───── RECORDS FOR PROCESSING
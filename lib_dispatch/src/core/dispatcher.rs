//! # Job Dispatcher
//!
//! Turns a submitted [`JobSpec`] into exactly one completion.
//!
//! Each job runs as one task on the [`TaskQueue`]:
//!
//! - jobs of a cancelled batch are dropped silently, whether still queued or
//!   cancelled while waiting on the service;
//! - while sends are blocked after a channel loss, jobs fail immediately;
//! - a result-cache hit completes the job without contacting the service;
//! - until the first job has been delivered (and unless disabled by
//!   `cold_start_rest`) the job takes the REST path (preflight, submit, poll)
//!   while the channel warms up in the background;
//! - afterwards it goes over the duplex channel, retrying connection and send
//!   failures a bounded number of times before failing.

use std::sync::{Arc, Mutex};
use std::time::Duration;

use serde_json::Value;
use tokio::time::Instant;
use uuid::Uuid;

use crate::configs::DispatchConfig;
use crate::core::completion::{Completion, JobResult};
use crate::core::connection_manager::ConnectionManager;
use crate::core::content_cache::ContentCache;
use crate::core::pending_table::{PendingEntry, Registration, ResultRouter};
use crate::core::rest_adapter::RestAdapter;
use crate::core::task_queue::TaskQueue;
use crate::error::DispatchError;
use crate::protocol::{result_content_id, OutboundMessage};
use crate::utils::{content_key, lock};

/// A caller's request to process one payload.
#[derive(Debug, Clone)]
pub struct JobSpec {
    pub payload: Value,
    pub completion: Completion,
    /// Application-level id (also used as the result routing fallback).
    pub content_id: Option<String>,
    /// Batch the job belongs to; defaults to the batch current at submission.
    pub batch_id: Option<String>,
    /// Content address the job processes; enables the result cache.
    pub source_url: Option<String>,
}

impl JobSpec {
    /// Builds a spec, picking up `src` and `metadata.image_id` from the payload when present.
    pub fn new(payload: Value, completion: Completion) -> Self {
        let source_url = payload
            .get("src")
            .and_then(Value::as_str)
            .map(str::to_string);
        let content_id = result_content_id(&payload).map(str::to_string);
        Self {
            payload,
            completion,
            content_id,
            batch_id: None,
            source_url,
        }
    }

    pub fn with_content_id(mut self, content_id: impl Into<String>) -> Self {
        self.content_id = Some(content_id.into());
        self
    }

    pub fn with_batch_id(mut self, batch_id: impl Into<String>) -> Self {
        self.batch_id = Some(batch_id.into());
        self
    }

    pub fn with_source_url(mut self, source_url: impl Into<String>) -> Self {
        self.source_url = Some(source_url.into());
        self
    }
}

/// A job as sent over the duplex channel.
#[derive(Debug, Clone, PartialEq)]
pub struct Job {
    pub id: String,
    pub payload: Value,
    pub submitted_at: Instant,
}

impl Job {
    pub fn new(payload: Value) -> Self {
        Self {
            id: Uuid::new_v4().to_string(),
            payload,
            submitted_at: Instant::now(),
        }
    }

    pub fn to_message(&self) -> OutboundMessage {
        OutboundMessage::Job {
            id: self.id.clone(),
            payload: self.payload.clone(),
        }
    }
}

pub struct JobDispatcher {
    queue: Arc<TaskQueue>,
    conn: Arc<ConnectionManager>,
    router: Arc<ResultRouter>,
    rest: RestAdapter,
    result_cache: Arc<ContentCache<Value>>,
    cold_start_rest: bool,
    job_retries: u32,
    retry_gap: Duration,
    current_batch: Mutex<Option<String>>,
}

impl JobDispatcher {
    pub fn new(
        config: &DispatchConfig,
        queue: Arc<TaskQueue>,
        conn: Arc<ConnectionManager>,
        router: Arc<ResultRouter>,
        rest: RestAdapter,
        result_cache: Arc<ContentCache<Value>>,
    ) -> Self {
        Self {
            queue,
            conn,
            router,
            rest,
            result_cache,
            cold_start_rest: config.cold_start_rest,
            job_retries: config.job_retries,
            retry_gap: config.job_retry_gap(),
            current_batch: Mutex::new(None),
        }
    }

    /// Queues a job. The outcome arrives through its completion.
    pub fn submit(self: &Arc<Self>, mut spec: JobSpec) {
        if spec.batch_id.is_none() {
            spec.batch_id = lock(&self.current_batch).clone();
        }
        log::info!(
            "[EV] job.enqueue content={} batch={}",
            spec.content_id.as_deref().unwrap_or("-"),
            spec.batch_id.as_deref().unwrap_or("-")
        );
        let this = Arc::clone(self);
        self.queue.add_task(move || async move { this.process(spec).await });
    }

    /// Starts a new batch and lifts the post-loss send block.
    pub fn begin_batch(&self) -> String {
        let batch_id = Uuid::new_v4().to_string();
        *lock(&self.current_batch) = Some(batch_id.clone());
        self.conn.unblock_sends();
        log::info!("[EV] batch.begin id={}", batch_id);
        batch_id
    }

    pub fn current_batch(&self) -> Option<String> {
        lock(&self.current_batch).clone()
    }

    /// Drops every pending and queued job of `batch_id` without invoking completions.
    pub fn cancel_batch(&self, batch_id: &str) -> usize {
        self.router.cancel_batch(batch_id)
    }

    async fn process(self: Arc<Self>, spec: JobSpec) {
        if self.is_cancelled(&spec) {
            spec.completion.discard();
            return;
        }
        if self.conn.sends_blocked() {
            log::warn!("[EV] job.blocked content={}", spec.content_id.as_deref().unwrap_or("-"));
            spec.completion.resolve(Err(DispatchError::SendsBlocked));
            return;
        }

        let cache_key = spec.source_url.as_deref().and_then(content_key);
        if let Some(key) = &cache_key {
            if let Some(result) = self.result_cache.get(key) {
                log::info!("[EV] job.cache_hit key={}", key);
                spec.completion.resolve(Ok(JobResult {
                    job_id: Uuid::new_v4().to_string(),
                    content_id: spec.content_id.clone(),
                    result,
                    from_cache: true,
                }));
                return;
            }
        }

        if self.router.has_delivered() || !self.cold_start_rest {
            self.process_via_channel(spec, cache_key).await;
        } else {
            self.process_via_rest(spec, cache_key).await;
        }
    }

    async fn process_via_rest(self: &Arc<Self>, spec: JobSpec, cache_key: Option<String>) {
        let Some(base) = self.conn.resolve_base() else {
            spec.completion.resolve(Err(DispatchError::Unresolvable));
            return;
        };
        let healthy = self.conn.preflight(&base).await;
        if self.is_cancelled(&spec) {
            spec.completion.discard();
            return;
        }
        if !healthy {
            log::warn!("[EV] rest.preflight.fail base={}", base);
            spec.completion.resolve(Err(DispatchError::Offline));
            return;
        }

        let conn = Arc::clone(&self.conn);
        tokio::spawn(async move {
            conn.ensure_connected().await;
        });

        let submitted = self.rest.submit(&base, &spec.payload).await;
        if self.is_cancelled(&spec) {
            spec.completion.discard();
            return;
        }
        let job_id = match submitted {
            Ok(id) => id,
            Err(e) => {
                log::warn!("[EV] rest.submit.fail error={}", e);
                spec.completion.resolve(Err(e));
                return;
            }
        };

        let entry = PendingEntry::new(job_id.clone(), spec.completion.clone())
            .with_content_id(spec.content_id)
            .with_batch_id(spec.batch_id)
            .with_cache_key(cache_key);
        if !self.admit(entry, &spec.completion) {
            return;
        }

        // A batch cancelled while polling removes the entry, which stops the loop.
        let router = Arc::clone(&self.router);
        let polled = self
            .rest
            .poll_until_done(&base, &job_id, || router.contains(&job_id))
            .await;
        match polled {
            Ok(Some(result)) => {
                self.router.resolve_success(&job_id, result);
            }
            Ok(None) => {}
            Err(e) => {
                self.router.resolve_error(&job_id, e);
            }
        }
    }

    async fn process_via_channel(self: &Arc<Self>, spec: JobSpec, cache_key: Option<String>) {
        let JobSpec {
            payload,
            completion,
            content_id,
            batch_id,
            ..
        } = spec;

        for attempt in 0..=self.job_retries {
            let last = attempt == self.job_retries;

            let connected = self.conn.is_connected() || self.conn.ensure_connected().await;
            if batch_id.as_deref().is_some_and(|b| self.router.is_cancelled(b)) {
                completion.discard();
                return;
            }
            if !connected {
                if last {
                    completion.resolve(Err(DispatchError::Offline));
                    return;
                }
                log::warn!("[EV] job.retry reason=connect attempt={}", attempt + 1);
                tokio::time::sleep(self.retry_gap).await;
                continue;
            }

            let job = Job::new(payload.clone());
            let entry = PendingEntry::new(job.id.clone(), completion.clone())
                .with_content_id(content_id.clone())
                .with_batch_id(batch_id.clone())
                .with_cache_key(cache_key.clone());
            if !self.admit(entry, &completion) {
                return;
            }

            match self.conn.send(&job.to_message()) {
                Ok(()) => {
                    log::info!("[EV] job.send id={} attempt={}", job.id, attempt + 1);
                    return;
                }
                Err(e) => {
                    self.router.take(&job.id);
                    if last {
                        log::error!("[EV] job.send.fail id={} error={}", job.id, e);
                        completion.resolve(Err(e));
                        return;
                    }
                    log::warn!("[EV] job.retry reason=send attempt={} error={}", attempt + 1, e);
                    tokio::time::sleep(self.retry_gap).await;
                }
            }
        }
    }

    /// Registers `entry`. On rejection the completion is settled here: a
    /// duplicate id fails the job, a cancelled batch drops it silently.
    fn admit(&self, entry: PendingEntry, completion: &Completion) -> bool {
        let job_id = entry.job_id.clone();
        match self.router.register(entry) {
            Registration::Registered => true,
            Registration::Duplicate => {
                completion.resolve(Err(DispatchError::Protocol(format!("duplicate job id {}", job_id))));
                false
            }
            Registration::Cancelled => {
                completion.discard();
                false
            }
        }
    }

    fn is_cancelled(&self, spec: &JobSpec) -> bool {
        spec.batch_id
            .as_deref()
            .is_some_and(|b| self.router.is_cancelled(b))
    }
}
──────────
◆ BRIEF
State how many lines above contain the word "while", and nothing more.

◆ EXERCISE RESULT
4